**What is expected**:
Look below for the line that has "#[derive(Debug, Clone, PartialEq, Eq)]". Set down the lines from there through the line that has "fn from_str(raw: &str)", exactly as written.

(Collected data entries)
- Opening Delimiter -

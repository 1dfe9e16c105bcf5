//! RGBA color type, predefined palette, and the textual color tokens used on the wire.

use serde::{Deserialize, Deserializer, Serialize, Serializer};
use std::fmt;
use std::str::FromStr;

/// Represents an RGBA color with floating-point components.
///
/// All components are in the range 0.0 (minimum) to 1.0 (maximum).
///
/// Colors serialize as tokens: a palette name when the color matches one
/// exactly, otherwise `#rrggbb` (or `#rrggbbaa` when not fully opaque).
///
/// # Examples
///
/// ```
/// use inkboard::draw::Color;
/// let red: Color = "red".parse().unwrap();
/// assert_eq!(red, inkboard::draw::RED);
/// assert_eq!(Color::new(0.0, 0.0, 1.0, 1.0).to_token(), "blue");
/// ```
#[derive(Clone, Copy, Debug, PartialEq)]
pub struct Color {
    /// Red component (0.0 = no red, 1.0 = full red)
    pub r: f64,
    /// Green component (0.0 = no green, 1.0 = full green)
    pub g: f64,
    /// Blue component (0.0 = no blue, 1.0 = full blue)
    pub b: f64,
    /// Alpha/transparency (0.0 = fully transparent, 1.0 = fully opaque)
    pub a: f64,
}

impl Color {
    /// Creates a new color from RGBA components.
    pub const fn new(r: f64, g: f64, b: f64, a: f64) -> Self {
        Self { r, g, b, a }
    }

    /// Builds an opaque color from 0-255 channel values.
    pub fn from_rgb8(r: u8, g: u8, b: u8) -> Self {
        Self::new(r as f64 / 255.0, g as f64 / 255.0, b as f64 / 255.0, 1.0)
    }

    /// Looks up a palette color by name, ignoring case.
    pub fn from_name(name: &str) -> Option<Self> {
        PALETTE
            .iter()
            .find(|(candidate, _)| candidate.eq_ignore_ascii_case(name))
            .map(|(_, color)| *color)
    }

    /// Palette name of this color, if it is exactly one of the predefined colors.
    pub fn name(&self) -> Option<&'static str> {
        PALETTE
            .iter()
            .find(|(_, candidate)| candidate == self)
            .map(|(name, _)| *name)
    }

    /// Returns the token used in persisted stroke lists.
    pub fn to_token(&self) -> String {
        if let Some(name) = self.name() {
            return name.to_string();
        }

        let [r, g, b, a] = [self.r, self.g, self.b, self.a].map(channel_to_u8);
        if a == 255 {
            format!("#{r:02x}{g:02x}{b:02x}")
        } else {
            format!("#{r:02x}{g:02x}{b:02x}{a:02x}")
        }
    }

    /// Snaps every channel to the 8-bit grid used by wire tokens.
    ///
    /// Stored colors are quantized so a token round trip reproduces them exactly.
    pub fn quantized(self) -> Self {
        let [r, g, b, a] = [self.r, self.g, self.b, self.a].map(channel_to_u8);
        Self::new(
            r as f64 / 255.0,
            g as f64 / 255.0,
            b as f64 / 255.0,
            a as f64 / 255.0,
        )
    }

    /// Same color with its alpha multiplied by `opacity`.
    pub fn with_opacity(self, opacity: f64) -> Self {
        Self {
            a: self.a * opacity.clamp(0.0, 1.0),
            ..self
        }
    }
}

/// Error returned when a color token cannot be parsed.
#[derive(Debug, Clone, PartialEq, Eq)]
pub struct ParseColorError(pub String);

impl fmt::Display for ParseColorError {
    fn fmt(&self, f: &mut fmt::Formatter<'_>) -> fmt::Result {
        write!(f, "unrecognised color token '{}'", self.0)
    }
}

impl std::error::Error for ParseColorError {}

impl FromStr for Color {
    type Err = ParseColorError;

    fn from_str(raw: &str) -> Result<Self, Self::Err> {
        let token = raw.trim();
        if let Some(color) = Self::from_name(token) {
            return Ok(color);
        }

        let hex = token
            .strip_prefix('#')
            .ok_or_else(|| ParseColorError(raw.to_string()))?;
        if !hex.is_ascii() {
            return Err(ParseColorError(raw.to_string()));
        }

        let channel = |s: &str| u8::from_str_radix(s, 16).map_err(|_| ParseColorError(raw.to_string()));
        let short = |c: &str| channel(c).map(|v| v * 17);

        let (r, g, b, a) = match hex.len() {
            3 => (short(&hex[0..1])?, short(&hex[1..2])?, short(&hex[2..3])?, 255),
            6 => (channel(&hex[0..2])?, channel(&hex[2..4])?, channel(&hex[4..6])?, 255),
            8 => (
                channel(&hex[0..2])?,
                channel(&hex[2..4])?,
                channel(&hex[4..6])?,
                channel(&hex[6..8])?,
            ),
            _ => return Err(ParseColorError(raw.to_string())),
        };

        Ok(Self::new(
            r as f64 / 255.0,
            g as f64 / 255.0,
            b as f64 / 255.0,
            a as f64 / 255.0,
        ))
    }
}

impl Serialize for Color {
    fn serialize<S: Serializer>(&self, serializer: S) -> Result<S::Ok, S::Error> {
        serializer.serialize_str(&self.to_token())
    }
}

impl<'de> Deserialize<'de> for Color {
    fn deserialize<D: Deserializer<'de>>(deserializer: D) -> Result<Self, D::Error> {
        let token = String::deserialize(deserializer)?;
        token.parse().map_err(serde::de::Error::custom)
    }
}

fn channel_to_u8(value: f64) -> u8 {
    (value.clamp(0.0, 1.0) * 255.0).round() as u8
}

// ============================================================================
// Predefined Color Constants
// ============================================================================

/// Predefined red color (R=1.0, G=0.0, B=0.0)
pub const RED: Color = Color::new(1.0, 0.0, 0.0, 1.0);

/// Predefined green color (R=0.0, G=1.0, B=0.0)
pub const GREEN: Color = Color::new(0.0, 1.0, 0.0, 1.0);

/// Predefined blue color (R=0.0, G=0.0, B=1.0)
pub const BLUE: Color = Color::new(0.0, 0.0, 1.0, 1.0);

/// Predefined yellow color (R=1.0, G=1.0, B=0.0)
pub const YELLOW: Color = Color::new(1.0, 1.0, 0.0, 1.0);

/// Predefined orange color (R=1.0, G=128/255, B=0.0)
pub const ORANGE: Color = Color::new(1.0, 128.0 / 255.0, 0.0, 1.0);

/// Predefined pink/magenta color (R=1.0, G=0.0, B=1.0)
pub const PINK: Color = Color::new(1.0, 0.0, 1.0, 1.0);

/// Predefined white color (R=1.0, G=1.0, B=1.0)
pub const WHITE: Color = Color::new(1.0, 1.0, 1.0, 1.0);

/// Predefined black color (R=0.0, G=0.0, B=0.0)
pub const BLACK: Color = Color::new(0.0, 0.0, 0.0, 1.0);

/// Fully transparent color
pub const TRANSPARENT: Color = Color::new(0.0, 0.0, 0.0, 0.0);

pub(crate) const PALETTE: [(&str, Color); 9] = [
    ("red", RED),
    ("green", GREEN),
    ("blue", BLUE),
    ("yellow", YELLOW),
    ("orange", ORANGE),
    ("pink", PINK),
    ("white", WHITE),
    ("black", BLACK),
    ("transparent", TRANSPARENT),
];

- Closing Delimiter -

**Solution to the exercise**:
#[derive(Debug, Clone, PartialEq, Eq)]
pub struct ParseColorError(pub String);

impl fmt::Display for ParseColorError {
    fn fmt(&self, f: &mut fmt::Formatter<'_>) -> fmt::Result {
        write!(f, "unrecognised color token '{}'", self.0)
    }
}

impl std::error::Error for ParseColorError {}

impl FromStr for Color {
    type Err = ParseColorError;

    fn from_str(raw: &str) -> Result<Self, Self::Err> {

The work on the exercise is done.